Motors can also emit electrical noise. It is not audible but can be seen on oscilloscopes or other electrical devices within the application. Electrical noise can be caused by an imbalance in the stepmotor’s resistance and inductance.
Bipolar stepmotors have two phases. Each phase is wound with the same number of turns and, in theory, each phase should use the same amount of copper wire. Therefore, the resistance and inductance of these two wires should be the same. But if a motor is poorly made, these two values will not be equal.
Nowadays though, most manufacturers use automated winders and you will seldom see motors fail final inspections due to resistance or inductance imbalances. However, some manufacturers use low-quality magnet wire with inferior insulation or coatings, or an automatic winder might nick the wires and strip off some of the protective coating. If two sections of the same wire are exposed to each other, electrical leakage can create electrical noise in the motor and affect the driver’s electronics. To avoid this, select a motor from a manufacturer that uses quality wire. Or, request that the motor be built with a heavy-build wire. Heavy-build wire is double coated with protective material. Even if it gets nicked during winding, there is little risk of cutting through both coatings.

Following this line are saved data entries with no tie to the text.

use serde::{Deserialize, Serialize};

use super::super::domain::{AnswerSheet, Axis, DiagnosisResult, QuestionId};

/// Field a condition reads: the overall score, one question's raw answer,
/// or one axis' normalized score.
#[derive(Debug, Clone, Copy, PartialEq, Eq, Serialize, Deserialize)]
#[serde(try_from = "String", into = "String")]
pub enum ConditionField {
    TotalScore,
    Question(QuestionId),
    Axis(Axis),
}

#[derive(Debug, thiserror::Error)]
#[error("unknown condition field '{0}'")]
pub struct UnknownConditionField(pub String);

impl ConditionField {
    pub fn code(self) -> String {
        match self {
            Self::TotalScore => "total_score".to_string(),
            Self::Question(question) => format!("q{}", question.get()),
            Self::Axis(axis) => axis.label().to_string(),
        }
    }

    pub fn parse(code: &str) -> Result<Self, UnknownConditionField> {
        if code == "total_score" {
            return Ok(Self::TotalScore);
        }

        if let Some(rest) = code.strip_prefix('q') {
            if let Ok(raw) = rest.parse::<u8>() {
                return QuestionId::new(raw)
                    .map(Self::Question)
                    .ok_or_else(|| UnknownConditionField(code.to_string()));
            }
        }

        Axis::from_label(code)
            .map(Self::Axis)
            .ok_or_else(|| UnknownConditionField(code.to_string()))
    }
}

impl TryFrom<String> for ConditionField {
    type Error = UnknownConditionField;

    fn try_from(code: String) -> Result<Self, Self::Error> {
        Self::parse(&code)
    }
}

impl From<ConditionField> for String {
    fn from(field: ConditionField) -> Self {
        field.code()
    }
}

/// Comparison applied between the resolved field value and the configured
/// threshold.
#[derive(Debug, Clone, Copy, PartialEq, Eq, Serialize, Deserialize)]
#[serde(rename_all = "snake_case")]
pub enum ConditionOperator {
    Equals,
    NotEquals,
    GreaterThan,
    LessThan,
    GreaterThanOrEqual,
    LessThanOrEqual,
}

impl ConditionOperator {
    pub(crate) fn compare(self, left: i16, right: i16) -> bool {
        match self {
            Self::Equals => left == right,
            Self::NotEquals => left != right,
            Self::GreaterThan => left > right,
            Self::LessThan => left < right,
            Self::GreaterThanOrEqual => left >= right,
            Self::LessThanOrEqual => left <= right,
        }
    }
}

/// Single comparison inside a rule.
#[derive(Debug, Clone, Copy, PartialEq, Eq, Serialize, Deserialize)]
pub struct Condition {
    pub field: ConditionField,
    pub operator: ConditionOperator,
    pub value: i16,
}

/// How a group combines its conditions.
#[derive(Debug, Clone, Copy, PartialEq, Eq, Serialize, Deserialize)]
#[serde(rename_all = "UPPERCASE")]
pub enum ConditionLogic {
    And,
    Or,
}

/// Conditions combined under one logic operator.
#[derive(Debug, Clone, PartialEq, Eq, Serialize, Deserialize)]
pub struct ConditionGroup {
    pub logic: ConditionLogic,
    pub conditions: Vec<Condition>,
}

/// Whether a callout may be shown to a respondent in the high band.
#[derive(Debug, Clone, Copy, PartialEq, Eq, Serialize, Deserialize)]
#[serde(rename_all = "snake_case")]
pub enum Severity {
    Standard,
    Critical,
}

/// Declarative callout rule: static configuration, never computed at
/// runtime.
#[derive(Debug, Clone, PartialEq, Serialize, Deserialize)]
pub struct MessageRule {
    pub id: String,
    pub base_priority: f64,
    pub severity: Severity,
    pub conditions: ConditionGroup,
    pub text: String,
    pub enabled: bool,
}

pub(crate) fn field_value(
    field: ConditionField,
    result: &DiagnosisResult,
    sheet: &AnswerSheet,
) -> i16 {
    match field {
        ConditionField::TotalScore => i16::from(result.total_score),
        ConditionField::Question(question) => i16::from(sheet.points(question)),
        ConditionField::Axis(axis) => i16::from(result.normalized_scores.get(axis)),
    }
}

pub(crate) fn condition_holds(
    condition: &Condition,
    result: &DiagnosisResult,
    sheet: &AnswerSheet,
) -> bool {
    condition
        .operator
        .compare(field_value(condition.field, result, sheet), condition.value)
}

pub(crate) fn group_holds(
    group: &ConditionGroup,
    result: &DiagnosisResult,
    sheet: &AnswerSheet,
) -> bool {
    match group.logic {
        ConditionLogic::And => group
            .conditions
            .iter()
            .all(|condition| condition_holds(condition, result, sheet)),
        ConditionLogic::Or => group
            .conditions
            .iter()
            .any(|condition| condition_holds(condition, result, sheet)),
    }
}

Finally, noise can also be due to a simple misapplication. In many cases, users choose motors that create more torque than needed, which causes vibrations and noise. So simply choosing smaller motors can lead to quieter medical devices. In general, engineers should chooses motors with 20% more torque than their application needs. Anything more is overkill. Another approach is to microstep the motor through the driver electronics. Forcing the motor to take smaller steps significantly reduces oscillations at each step are and noise goes down.
Reliability and quality
When looking for reliable stepmotors, engineers often request MTBF (mean-time-between-failure) data to ensure the potential motor will last a certain number of cycles. Stepmotors typically have an MTBF of over 20,000hr of continuous operation. When stepmotors operate at their bearings’ rated axial and radial loads or less with temperatures kept to less than 50°C, stepmotors usually last 20years, assuming a 50% duty cycle.
So, whether your application involves making intricate cuts within a patient’s eyes, pumping critical bodily fluids, or any other type of medical application, taking a motor’s size, accuracy, smoothness of motion, noise level, quality, and reliability are a must.